Double-chambered right ventricle, the partitioning of the right ventricle into 2 chambers, has been recognized since at least 1867
1 and is produced by prominent anomalous muscle bundles within the right ventricular cavity. Although frequently associated with membranous ventricular septal defects,
2 other anatomic forms have also been reported.
3-5 Most recently, my colleagues and I
6 reported our own institutional experience of the development of double-chambered right ventricle in postoperative patients with tetralogy of Fallot, with a minimal occurrence rate of 3.1%. An underlying anatomic substrate was recently suggested by Wong and colleagues.
7 They described the presence of a displaced insertion of moderator band into the septal band. This pattern of insertion was recognized both in pathologic specimens and in clinical cases. The evaluation in human beings used 2-dimensional echocardiographic methods. This displacement of the moderator band was further quantified as the distance of the insertion point from the pulmonary valve indexed to the tricuspid valve.
The report by Alva and colleagues furthers our understanding of this pathologic entity. They confirm the frequent association with membranous ventricular septal defects and even include a single patient after repair of tetralogy of Fallot. By evaluating several normal anatomic specimens, they highlight the variability in the presence of the moderator band (noting prominent septoparietal trabeculations without the presence of a discrete moderator band in 2). More important, they provide quantitative evidence of 2 distinct anatomic subtypes of double-chambered right ventricle, suggesting that these represent either displaced septoparietal trabeculations or moderator bands that undergo marked hypertrophy. Finally, they provide a quantitative method for assessing the position of such muscle bars relative to the long axis of the right ventricle using angiographic imaging. It is unfortunate that they were unable to attempt a similar analysis using echocardiography, since this is the initial imaging modality of choice in the current era. This inability is sure to reflect the retrospective nature of their study.

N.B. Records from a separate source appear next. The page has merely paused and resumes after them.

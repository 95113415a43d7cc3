//! Batch-local overlay of provisional ledger effects
//!
//! Two layers sit on top of the [`LedgerSnapshot`]:
//! - `committed`: effects of chains that already closed successfully
//! - `open`: effects of the chain currently being walked
//!
//! Reads go `open` → `committed` → snapshot. Closing a chain either folds
//! `open` into `committed` or throws it away.

use rustc_hash::{FxHashMap, FxHashSet};

use super::adapters::{AccountBalance, LedgerSnapshot, apply_intent};
use super::error::RejectReason;
use super::state::PendingTransfer;
use super::types::MutationIntent;
use crate::core_types::{AccountId, TransferId};

#[derive(Debug, Default)]
struct Overlay {
    balances: FxHashMap<AccountId, AccountBalance>,
    pending: FxHashMap<TransferId, PendingTransfer>,
    ids: FxHashSet<TransferId>,
}

impl Overlay {
    fn is_empty(&self) -> bool {
        self.balances.is_empty() && self.pending.is_empty() && self.ids.is_empty()
    }

    fn absorb(&mut self, other: Overlay) {
        self.balances.extend(other.balances);
        self.pending.extend(other.pending);
        self.ids.extend(other.ids);
    }
}

pub(crate) struct Scope<'a> {
    snapshot: &'a dyn LedgerSnapshot,
    committed: Overlay,
    open: Overlay,
}

impl<'a> Scope<'a> {
    pub fn new(snapshot: &'a dyn LedgerSnapshot) -> Self {
        Self {
            snapshot,
            committed: Overlay::default(),
            open: Overlay::default(),
        }
    }

    pub fn balance(&self, id: AccountId) -> Option<AccountBalance> {
        self.open
            .balances
            .get(&id)
            .or_else(|| self.committed.balances.get(&id))
            .copied()
            .or_else(|| self.snapshot.account_balance_snapshot(id))
    }

    pub fn pending(&self, id: TransferId) -> Option<PendingTransfer> {
        self.open
            .pending
            .get(&id)
            .or_else(|| self.committed.pending.get(&id))
            .cloned()
            .or_else(|| self.snapshot.lookup_pending(id))
    }

    pub fn transfer_exists(&self, id: TransferId) -> bool {
        self.open.ids.contains(&id)
            || self.committed.ids.contains(&id)
            || self.snapshot.transfer_exists(id)
    }

    /// Record the effects of an accepted intent in the open layer
    pub fn apply(
        &mut self,
        intent: &MutationIntent,
        resolved: Option<&PendingTransfer>,
    ) -> Result<(), RejectReason> {
        if intent.debit_account_id == intent.credit_account_id {
            return Err(RejectReason::AccountsMustBeDifferent);
        }
        let mut debit = self
            .balance(intent.debit_account_id)
            .ok_or(RejectReason::AccountNotFound)?;
        let mut credit = self
            .balance(intent.credit_account_id)
            .ok_or(RejectReason::AccountNotFound)?;

        let record = apply_intent(intent, resolved, &mut debit, &mut credit)
            .map_err(|_| RejectReason::InsufficientBalance)?;

        self.open.balances.insert(intent.debit_account_id, debit);
        self.open.balances.insert(intent.credit_account_id, credit);
        if let Some(record) = record {
            self.open.pending.insert(record.id, record);
        }
        self.open.ids.insert(intent.transfer_id);
        Ok(())
    }

    /// Close the open chain, keeping its effects
    pub fn commit(&mut self) {
        let open = std::mem::take(&mut self.open);
        self.committed.absorb(open);
    }

    /// Close the open chain, discarding its effects
    pub fn rollback(&mut self) {
        self.open = Overlay::default();
    }

    pub fn has_open_effects(&self) -> bool {
        !self.open.is_empty()
    }
}

#[cfg(test)]
mod tests {
    use super::*;
    use crate::flags::TransferFlags;
    use crate::transfer::adapters::MemoryLedger;
    use crate::transfer::types::IntentKind;

    fn direct(id: TransferId, amount: u64) -> MutationIntent {
        MutationIntent {
            index: 0,
            transfer_id: id,
            kind: IntentKind::Direct,
            debit_account_id: 1,
            credit_account_id: 2,
            amount,
            pending_id: None,
            timeout: 0,
            ledger: 0,
            code: 0,
            flags: TransferFlags::NONE,
        }
    }

    fn ledger() -> MemoryLedger {
        let mut ledger = MemoryLedger::new();
        ledger.create_account(1, AccountBalance::new(100)).unwrap();
        ledger.create_account(2, AccountBalance::new(0)).unwrap();
        ledger
    }

    #[test]
    fn test_commit_makes_effects_visible() {
        let ledger = ledger();
        let mut scope = Scope::new(&ledger);

        scope.apply(&direct(7, 30), None).unwrap();
        assert!(scope.has_open_effects());
        scope.commit();
        assert!(!scope.has_open_effects());

        assert_eq!(scope.balance(1).unwrap().available, 70);
        assert_eq!(scope.balance(2).unwrap().available, 30);
        assert!(scope.transfer_exists(7));
        // snapshot untouched
        assert_eq!(ledger.balance(1).unwrap().available, 100);
    }

    #[test]
    fn test_rollback_discards_effects() {
        let ledger = ledger();
        let mut scope = Scope::new(&ledger);

        scope.apply(&direct(7, 30), None).unwrap();
        scope.commit();
        scope.apply(&direct(8, 50), None).unwrap();
        assert_eq!(scope.balance(1).unwrap().available, 20);
        scope.rollback();

        assert_eq!(scope.balance(1).unwrap().available, 70);
        assert!(scope.transfer_exists(7));
        assert!(!scope.transfer_exists(8));
    }

    #[test]
    fn test_apply_same_account_leaves_scope_untouched() {
        let ledger = ledger();
        let mut scope = Scope::new(&ledger);
        let mut intent = direct(7, 30);
        intent.credit_account_id = 1;
        assert_eq!(
            scope.apply(&intent, None),
            Err(RejectReason::AccountsMustBeDifferent)
        );
        assert!(!scope.has_open_effects());
    }

    #[test]
    fn test_apply_unknown_account() {
        let ledger = ledger();
        let mut scope = Scope::new(&ledger);
        let mut intent = direct(7, 30);
        intent.credit_account_id = 99;
        assert_eq!(
            scope.apply(&intent, None),
            Err(RejectReason::AccountNotFound)
        );
    }
}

Although this report increases our knowledge of this intriguing anatomic entity, several questions are left unanswered. The prospective application of previously described ratios (listed above) to identify at-risk patients is awaited. If successfully validated, this could lead to "prophylactic interventions" at the time of other cardiac operations. Clinically, the long-term follow-up of surgically treated patients warrants evaluation, because we
6 have previously reported recurrence of such obstructions. Finally, the stimulus to hypertrophy in such patients is as yet unknown and may, in part, reflect altered flow dynamics. Further work is required.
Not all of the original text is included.